As Nomura’s Charlie McElligott writes, “the moment everything broke” took place just as October rolled in.

It is debatable what catalyzed it: some will point to Powell’s October 4 “we may go past neutral” speech (which we discussed in “Fed Chair Powell Hints He May Soon Crash The Market”); others note that this is precisely when central bank liquidity took another major step lower as the Fed’s maximum quantitative tightening kicked in (as the balance sheet run off increased from $40Bn to its maximum $50Bn per month), when the ECB’s bond purchase tapered from €30Bn to €15Bn/month and the BOJ stealth tapered via its YCC ‘tweak.’

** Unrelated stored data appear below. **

//! Pool configuration types

use std::time::Duration;

use dashpool_core::{ConnectionTarget, PoolError, Result};
use serde::{Deserialize, Serialize};

use crate::retry::{BackoffStrategy, RetryPolicy};

/// Configuration for a connection pool
///
/// Controls pool sizing, timeouts, health probing and connection retries.
/// Field names follow the camelCase keys used in configuration files
/// (`min`, `max`, `acquireTimeout`, ...). Durations are in milliseconds.
#[derive(Debug, Clone, PartialEq, Serialize, Deserialize)]
#[serde(default, rename_all = "camelCase")]
pub struct PoolConfig {
    /// Where connections are opened; passed through to the factory
    #[serde(flatten)]
    target: ConnectionTarget,
    /// Minimum number of warm connections
    #[serde(rename = "min")]
    min_size: usize,
    /// Hard cap on idle + active connections
    #[serde(rename = "max")]
    max_size: usize,
    /// How long `acquire` waits for a connection once the pool is at capacity
    #[serde(rename = "acquireTimeout")]
    acquire_timeout_ms: u64,
    /// Interval of the idle health sweep; 0 disables it
    #[serde(rename = "healthCheckInterval")]
    health_check_interval_ms: u64,
    /// Upper bound on a single health probe
    #[serde(rename = "healthCheckTimeout")]
    health_check_timeout_ms: u64,
    /// Extra attempts after a failed connection establishment
    retry_attempts: u32,
    /// Delay before the first retry
    #[serde(rename = "retryDelay")]
    retry_delay_ms: u64,
    /// Growth factor applied to the retry delay on each further attempt
    retry_backoff_multiplier: f64,
    /// Cap on the grown retry delay
    #[serde(rename = "retryMaxDelay")]
    retry_max_delay_ms: u64,
    /// Probe connections on release instead of trusting the cached flag
    validate_on_release: bool,
}

impl PoolConfig {
    /// Create a new pool configuration with the given min and max sizes
    ///
    /// The sizes are checked by [`PoolConfig::validate`], which the pool
    /// calls on construction.
    pub fn new(min_size: usize, max_size: usize) -> Self {
        Self {
            target: ConnectionTarget::default(),
            min_size,
            max_size,
            acquire_timeout_ms: 30_000, // 30 seconds default
            health_check_interval_ms: 0,
            health_check_timeout_ms: 5_000,
            retry_attempts: 0,
            retry_delay_ms: 0,
            retry_backoff_multiplier: 1.0,
            retry_max_delay_ms: 30_000,
            validate_on_release: true,
        }
    }

    /// Parse and validate a JSON configuration document
    pub fn from_json_str(json: &str) -> Result<Self> {
        let config: Self = serde_json::from_str(json)
            .map_err(|e| PoolError::config(format!("invalid pool config JSON: {}", e)))?;
        config.validate()?;
        Ok(config)
    }

    /// Parse and validate a TOML configuration document
    pub fn from_toml_str(text: &str) -> Result<Self> {
        let config: Self = toml::from_str(text)
            .map_err(|e| PoolError::config(format!("invalid pool config TOML: {}", e)))?;
        config.validate()?;
        Ok(config)
    }

    /// Check the sizing and timeout constraints
    pub fn validate(&self) -> Result<()> {
        if self.max_size == 0 {
            return Err(PoolError::config("max must be greater than 0"));
        }
        if self.min_size > self.max_size {
            return Err(PoolError::config(format!(
                "min ({}) cannot exceed max ({})",
                self.min_size, self.max_size
            )));
        }
        if self.health_check_timeout_ms == 0 {
            return Err(PoolError::config(
                "healthCheckTimeout must be greater than 0",
            ));
        }
        if !self.retry_backoff_multiplier.is_finite() || self.retry_backoff_multiplier < 1.0 {
            return Err(PoolError::config(format!(
                "retryBackoffMultiplier must be at least 1.0, got {}",
                self.retry_backoff_multiplier
            )));
        }
        Ok(())
    }

    /// Set the connection target passed to the factory
    pub fn with_target(mut self, target: ConnectionTarget) -> Self {
        self.target = target;
        self
    }

    /// Set the acquire timeout in milliseconds
    pub fn with_acquire_timeout_ms(mut self, timeout_ms: u64) -> Self {
        self.acquire_timeout_ms = timeout_ms;
        self
    }

    /// Set the idle health sweep interval in milliseconds (0 disables)
    pub fn with_health_check_interval_ms(mut self, interval_ms: u64) -> Self {
        self.health_check_interval_ms = interval_ms;
        self
    }

    /// Set the per-probe timeout in milliseconds
    pub fn with_health_check_timeout_ms(mut self, timeout_ms: u64) -> Self {
        self.health_check_timeout_ms = timeout_ms;
        self
    }

    /// Set how many times a failed connection attempt is retried
    pub fn with_retry_attempts(mut self, attempts: u32) -> Self {
        self.retry_attempts = attempts;
        self
    }

    /// Set the delay between connection attempts in milliseconds
    pub fn with_retry_delay_ms(mut self, delay_ms: u64) -> Self {
        self.retry_delay_ms = delay_ms;
        self
    }

    /// Grow the retry delay by `multiplier` on each further attempt
    pub fn with_retry_backoff(mut self, multiplier: f64, max_delay_ms: u64) -> Self {
        self.retry_backoff_multiplier = multiplier;
        self.retry_max_delay_ms = max_delay_ms;
        self
    }

    /// Trust the cached health flag on release instead of probing
    pub fn with_validate_on_release(mut self, validate: bool) -> Self {
        self.validate_on_release = validate;
        self
    }

    /// Get the connection target
    pub fn target(&self) -> &ConnectionTarget {
        &self.target
    }

    /// Get the minimum pool size
    pub fn min_size(&self) -> usize {
        self.min_size
    }

    /// Get the maximum pool size
    pub fn max_size(&self) -> usize {
        self.max_size
    }

    /// Get the acquire timeout as a Duration
    pub fn acquire_timeout(&self) -> Duration {
        Duration::from_millis(self.acquire_timeout_ms)
    }

    /// Get the sweep interval, or `None` when periodic probing is disabled
    pub fn health_check_interval(&self) -> Option<Duration> {
        (self.health_check_interval_ms > 0)
            .then(|| Duration::from_millis(self.health_check_interval_ms))
    }

    /// Get the per-probe timeout as a Duration
    pub fn health_check_timeout(&self) -> Duration {
        Duration::from_millis(self.health_check_timeout_ms)
    }

    /// Get the number of retries after a failed connection attempt
    pub fn retry_attempts(&self) -> u32 {
        self.retry_attempts
    }

    /// Get the delay before the first retry
    pub fn retry_delay(&self) -> Duration {
        Duration::from_millis(self.retry_delay_ms)
    }

    /// Whether release probes the connection
    pub fn validate_on_release(&self) -> bool {
        self.validate_on_release
    }

    /// The retry policy used for every connection establishment
    pub fn retry_policy(&self) -> RetryPolicy {
        let backoff = BackoffStrategy::new(self.retry_delay_ms, self.retry_max_delay_ms)
            .with_multiplier(self.retry_backoff_multiplier);
        RetryPolicy::new(self.retry_attempts, backoff)
    }
}

impl Default for PoolConfig {
    /// Create a default pool configuration
    ///
    /// Defaults:
    /// - min: 0
    /// - max: 10
    /// - acquireTimeout: 30 seconds
    /// - healthCheckInterval: disabled
    /// - retryAttempts: 0, retryDelay: 0ms
    fn default() -> Self {
        Self::new(0, 10)
    }
}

Whatever the reason, it was then that between sliding risk assets, and sharply tighter financial conditions US inflation expectations via 10Y Breakevens collapsed, the first cracks in long/short hedge fund performance appeared, the CTA trend index snapped, beta market neutral funds broke down and risk-parity stopped working as the correlation between stocks and bonds inverted.

And once “everything broke” at the start of October, speculation that the Fed will soon be forced to stop its tightening cycle started to grow, peaking this week with traders quietly hoping that either Clarida, Powell or tomorrow’s Fed minutes would hint that the Fed is relenting on its “dot plot” projections which still expect 3 rate hikes in 2019.

Meanwhile, as Nomura’s Charlie McEllgiott writes, despite expectations for a “balanced, data-dependent” tone from Fed Chair Powell today (in-line with Clarida yesterday), the March 19 implied hike probability has now “shockingly” diped to now just 48% as the market buys-into the “Fed Pause” thesis.